# What you need to do:
Give back all of the records exactly.

Collected data:
━━━━

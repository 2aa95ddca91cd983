//! Implicit attribute values defined by the OpenAPI specification.

use serde_json::{json, Value};

use crate::object::SpecObject;
use crate::property::Property;
use crate::spec::ObjectKind;

fn flag(value: bool) -> Option<Property> {
    Some(Property::Value(Value::Bool(value)))
}

fn text(value: &str) -> Option<Property> {
    Some(Property::Value(Value::String(value.to_string())))
}

fn stored_str(object: &SpecObject, name: &str) -> Option<String> {
    object
        .property(name)
        .and_then(|p| p.as_str().map(str::to_string))
}

/// Default for `name` on `object`, given what is stored on it now.
pub(crate) fn attribute_default(object: &SpecObject, name: &str) -> Option<Property> {
    if let Some(value) = object.build_default(name) {
        return Some(value);
    }
    match (object.kind(), name) {
        (ObjectKind::Schema, "additionalProperties") => flag(true),
        (ObjectKind::Schema, "nullable") if object.has_property_value("type") => flag(false),
        (ObjectKind::Schema, "exclusiveMinimum") if object.has_property_value("minimum") => {
            flag(false)
        }
        (ObjectKind::Schema, "exclusiveMaximum") if object.has_property_value("maximum") => {
            flag(false)
        }
        (ObjectKind::Schema, "required" | "enum" | "allOf" | "oneOf" | "anyOf") => {
            Some(Property::null())
        }

        (ObjectKind::Parameter, "style") => match stored_str(object, "in").as_deref() {
            Some("query" | "cookie") => text("form"),
            Some("path" | "header") => text("simple"),
            _ => None,
        },
        (ObjectKind::Parameter, "explode") => match stored_str(object, "style") {
            Some(style) => flag(style == "form"),
            None => match stored_str(object, "in").as_deref() {
                Some("query" | "cookie") => flag(true),
                Some("path" | "header") => flag(false),
                _ => None,
            },
        },

        (ObjectKind::Header, "style") => text("simple"),
        (ObjectKind::Header | ObjectKind::Encoding, "explode") => {
            flag(stored_str(object, "style").as_deref() == Some("form"))
        }

        (ObjectKind::OpenApi, "servers") => {
            let server =
                SpecObject::from_value(ObjectKind::Server, &json!({"url": "/"}), object.version())
                    .ok()?;
            Some(Property::List(vec![Property::Object(server)]))
        }
        _ => None,
    }
}

/// Default `contentType` of an encoding entry whose property has `schema`.
pub(crate) fn encoding_content_type(schema: &SpecObject) -> Option<&'static str> {
    let schema_type = stored_str(schema, "type")?;
    let (schema_type, format) = if schema_type == "array" {
        let items = schema.property("items")?.to_object()?;
        (stored_str(&items, "type")?, stored_str(&items, "format"))
    } else {
        (schema_type, stored_str(schema, "format"))
    };
    match schema_type.as_str() {
        "string" if format.as_deref() == Some("binary") => Some("application/octet-stream"),
        "string" | "boolean" | "integer" | "number" => Some("text/plain"),
        "object" => Some("application/json"),
        _ => None,
    }
}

━━━━

# Response for this exercise:
repository 2aa95ddca91cd983
//! Implicit attribute values defined by the OpenAPI specification.

use serde_json::{json, Value};

use crate::object::SpecObject;
use crate::property::Property;
use crate::spec::ObjectKind;

fn flag(value: bool) -> Option<Property> {
    Some(Property::Value(Value::Bool(value)))
}

fn text(value: &str) -> Option<Property> {
    Some(Property::Value(Value::String(value.to_string())))
}

fn stored_str(object: &SpecObject, name: &str) -> Option<String> {
    object
        .property(name)
        .and_then(|p| p.as_str().map(str::to_string))
}

/// Default for `name` on `object`, given what is stored on it now.
pub(crate) fn attribute_default(object: &SpecObject, name: &str) -> Option<Property> {
    if let Some(value) = object.build_default(name) {
        return Some(value);
    }
    match (object.kind(), name) {
        (ObjectKind::Schema, "additionalProperties") => flag(true),
        (ObjectKind::Schema, "nullable") if object.has_property_value("type") => flag(false),
        (ObjectKind::Schema, "exclusiveMinimum") if object.has_property_value("minimum") => {
            flag(false)
        }
        (ObjectKind::Schema, "exclusiveMaximum") if object.has_property_value("maximum") => {
            flag(false)
        }
        (ObjectKind::Schema, "required" | "enum" | "allOf" | "oneOf" | "anyOf") => {
            Some(Property::null())
        }

        (ObjectKind::Parameter, "style") => match stored_str(object, "in").as_deref() {
            Some("query" | "cookie") => text("form"),
            Some("path" | "header") => text("simple"),
            _ => None,
        },
        (ObjectKind::Parameter, "explode") => match stored_str(object, "style") {
            Some(style) => flag(style == "form"),
            None => match stored_str(object, "in").as_deref() {
                Some("query" | "cookie") => flag(true),
                Some("path" | "header") => flag(false),
                _ => None,
            },
        },

        (ObjectKind::Header, "style") => text("simple"),
        (ObjectKind::Header | ObjectKind::Encoding, "explode") => {
            flag(stored_str(object, "style").as_deref() == Some("form"))
        }

        (ObjectKind::OpenApi, "servers") => {
            let server =
                SpecObject::from_value(ObjectKind::Server, &json!({"url": "/"}), object.version())
                    .ok()?;
            Some(Property::List(vec![Property::Object(server)]))
        }
        _ => None,
    }
}

/// Default `contentType` of an encoding entry whose property has `schema`.
pub(crate) fn encoding_content_type(schema: &SpecObject) -> Option<&'static str> {
    let schema_type = stored_str(schema, "type")?;
    let (schema_type, format) = if schema_type == "array" {
        let items = schema.property("items")?.to_object()?;
        (stored_str(&items, "type")?, stored_str(&items, "format"))
    } else {
        (schema_type, stored_str(schema, "format"))
    };
    match schema_type.as_str() {
        "string" if format.as_deref() == Some("binary") => Some("application/octet-stream"),
        "string" | "boolean" | "integer" | "number" => Some("text/plain"),
        "object" => Some("application/json"),
        _ => None,
    }
}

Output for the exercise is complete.